Минут через десять ходьбы я стоял перед прилавком и спрашивал у круглолицей молоденькой продавщицы:

— Мне бы самых дешёвых конфет. Есть у вас что-нибудь вроде батончиков?

— Дешёвых батончиков? — переспросила девушка и ненадолго задумалась, а потом улыбнулась: — Да, есть! Называется «Задавака».

— Как-как? — удивился я.

— «Задавака»! — И девушка засмеялась так радостно, так хорошо, что у меня даже заныло в груди. — Вам сколько взвесить?

— Ну, граммов триста…

Скоро я вышел, неся «Задаваку» в кармане и всё ещё улыбаясь. Как же мало, думал я, нужно для счастья, если всего-навсего смех милой девушки, которую я больше никогда не увижу, способен настолько переменить отношение к миру. Да, возвращался я в порт совершенно другим человеком. Всё вокруг было мне интересно: и основательные дома, их резные наличники и палисады, и непривычные деревянные тротуары, скрипуче пружинящие под сапогами, и дощатые будки для лодок почти возле каждого дома.

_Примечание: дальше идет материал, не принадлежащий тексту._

//! Identity and policy types shared across the gateway.

use std::fmt;

use serde::{Deserialize, Serialize};

use crate::error::SpaceGateError;

/// Deployment environment, selecting the membership-failure policy.
///
/// `Production` fails closed when the membership check cannot be completed;
/// `Development` fails open with a warning.
#[derive(Debug, Clone, Copy, PartialEq, Eq, Hash, Default, Serialize, Deserialize)]
#[serde(rename_all = "lowercase")]
pub enum Environment {
    /// Permissive policy.
    #[default]
    Development,
    /// Strict policy.
    Production,
}

impl Environment {
    /// Map an `ENVIRONMENT` value to a policy.
    ///
    /// Only the exact literal `production` selects the strict policy; every
    /// other value, including an empty one, selects `Development`.
    #[must_use]
    pub fn from_name(name: &str) -> Self {
        if name == "production" {
            Self::Production
        } else {
            Self::Development
        }
    }

    /// Whether this is the strict (fail-closed) policy.
    #[must_use]
    pub fn is_production(self) -> bool {
        matches!(self, Self::Production)
    }

    /// The canonical lowercase name.
    #[must_use]
    pub fn as_str(self) -> &'static str {
        match self {
            Self::Development => "development",
            Self::Production => "production",
        }
    }
}

impl fmt::Display for Environment {
    fn fmt(&self, f: &mut fmt::Formatter<'_>) -> fmt::Result {
        f.write_str(self.as_str())
    }
}

/// Wire shape of an identity before the non-zero id invariant is checked.
#[derive(Debug, Deserialize)]
struct RawIdentity {
    id: i64,
    #[serde(default)]
    first_name: Option<String>,
    #[serde(default)]
    last_name: Option<String>,
    #[serde(default)]
    username: Option<String>,
    #[serde(default)]
    photo_url: Option<String>,
    #[serde(default)]
    language_code: Option<String>,
}

impl TryFrom<RawIdentity> for ExternalIdentity {
    type Error = SpaceGateError;

    fn try_from(raw: RawIdentity) -> Result<Self, Self::Error> {
        Ok(Self::new(raw.id)?
            .with_first_name(raw.first_name)
            .with_last_name(raw.last_name)
            .with_username(raw.username)
            .with_photo_url(raw.photo_url)
            .with_language_code(raw.language_code))
    }
}

/// A user as asserted by the external identity provider.
///
/// Produced only by successful credential verification. The numeric id is
/// always non-zero; empty optional fields are normalized to `None`.
#[derive(Debug, Clone, PartialEq, Eq, Serialize, Deserialize)]
#[serde(try_from = "RawIdentity")]
pub struct ExternalIdentity {
    id: i64,
    #[serde(skip_serializing_if = "Option::is_none")]
    first_name: Option<String>,
    #[serde(skip_serializing_if = "Option::is_none")]
    last_name: Option<String>,
    #[serde(skip_serializing_if = "Option::is_none")]
    username: Option<String>,
    #[serde(skip_serializing_if = "Option::is_none")]
    photo_url: Option<String>,
    #[serde(skip_serializing_if = "Option::is_none")]
    language_code: Option<String>,
}

impl ExternalIdentity {
    /// Create an identity with only the numeric id set.
    ///
    /// # Errors
    ///
    /// Returns [`SpaceGateError::ZeroIdentityId`] if `id` is zero.
    pub fn new(id: i64) -> Result<Self, SpaceGateError> {
        if id == 0 {
            return Err(SpaceGateError::ZeroIdentityId);
        }
        Ok(Self {
            id,
            first_name: None,
            last_name: None,
            username: None,
            photo_url: None,
            language_code: None,
        })
    }

    /// Set the given name.
    #[must_use]
    pub fn with_first_name(mut self, value: Option<String>) -> Self {
        self.first_name = non_empty(value);
        self
    }

    /// Set the family name.
    #[must_use]
    pub fn with_last_name(mut self, value: Option<String>) -> Self {
        self.last_name = non_empty(value);
        self
    }

    /// Set the handle.
    #[must_use]
    pub fn with_username(mut self, value: Option<String>) -> Self {
        self.username = non_empty(value);
        self
    }

    /// Set the avatar URL.
    #[must_use]
    pub fn with_photo_url(mut self, value: Option<String>) -> Self {
        self.photo_url = non_empty(value);
        self
    }

    /// Set the locale.
    #[must_use]
    pub fn with_language_code(mut self, value: Option<String>) -> Self {
        self.language_code = non_empty(value);
        self
    }

    /// The provider's numeric user id.
    #[must_use]
    pub fn id(&self) -> i64 {
        self.id
    }

    /// Given name, if provided.
    #[must_use]
    pub fn first_name(&self) -> Option<&str> {
        self.first_name.as_deref()
    }

    /// Family name, if provided.
    #[must_use]
    pub fn last_name(&self) -> Option<&str> {
        self.last_name.as_deref()
    }

    /// Handle, if provided.
    #[must_use]
    pub fn username(&self) -> Option<&str> {
        self.username.as_deref()
    }

    /// Avatar URL, if provided.
    #[must_use]
    pub fn photo_url(&self) -> Option<&str> {
        self.photo_url.as_deref()
    }

    /// Locale, if provided.
    #[must_use]
    pub fn language_code(&self) -> Option<&str> {
        self.language_code.as_deref()
    }
}

fn non_empty(value: Option<String>) -> Option<String> {
    value.filter(|v| !v.is_empty())
}

/// A user record in the local directory.
#[derive(Debug, Clone, PartialEq, Eq, Serialize, Deserialize)]
pub struct LocalUser {
    /// Local numeric id.
    pub id: u64,
    /// The external provider's numeric id this user is bound to.
    pub external_id: i64,
    /// Stored handle.
    pub username: String,
    /// Stored given name.
    pub first_name: String,
    /// Stored family name.
    pub last_name: String,
    /// Stored locale.
    pub language_code: String,
}

/// The identity attached to an admitted request.
///
/// Set exactly once by the admission pipeline and read-only for downstream
/// handlers, which find it in the request extensions.
#[derive(Debug, Clone, PartialEq, Eq, Serialize)]
pub struct AuthenticatedIdentity {
    /// The resolved local user.
    pub user: LocalUser,
    /// The verified external identity this request carried.
    pub external: ExternalIdentity,
}

impl AuthenticatedIdentity {
    /// The local user id (the `userID` context value).
    #[must_use]
    pub fn user_id(&self) -> u64 {
        self.user.id
    }
}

Когда я вернулся, чай был готов. Мы с другом уселись на брёвнышко, лицом к морю, чья светло-серая полоса поблёскивала на горизонте, и начали неторопливое чаепитие. С каждым терпким глотком и с каждым соевым сладким батончиком, съеденным нами, что-то в душе размягчалось, теплело; даже в ветре, что продолжал тянуть по-над берегом, что-то словно смягчилось. Он казался не так уже зол и не так равнодушен: хотелось не отворачиваться от него, как давеча, а, напротив, подставить лицо его упругим потягам.

И снова я думал о том, что вот сущая мелочь — батончик из сои, да ещё так смешно называвшийся, — а как помогает нам жить… Горсть этих мягких конфет в тёмно-красных обёртках, что я высыпал рядом с уже догоравшим костром, она и сама была словно костёр, согревающий нас. Одну «Задаваку» мы бросили рыжей собаке, крутившейся возле нашего лагеря, и она, сразу признав нас за хозяев, легла охранять нашу палатку.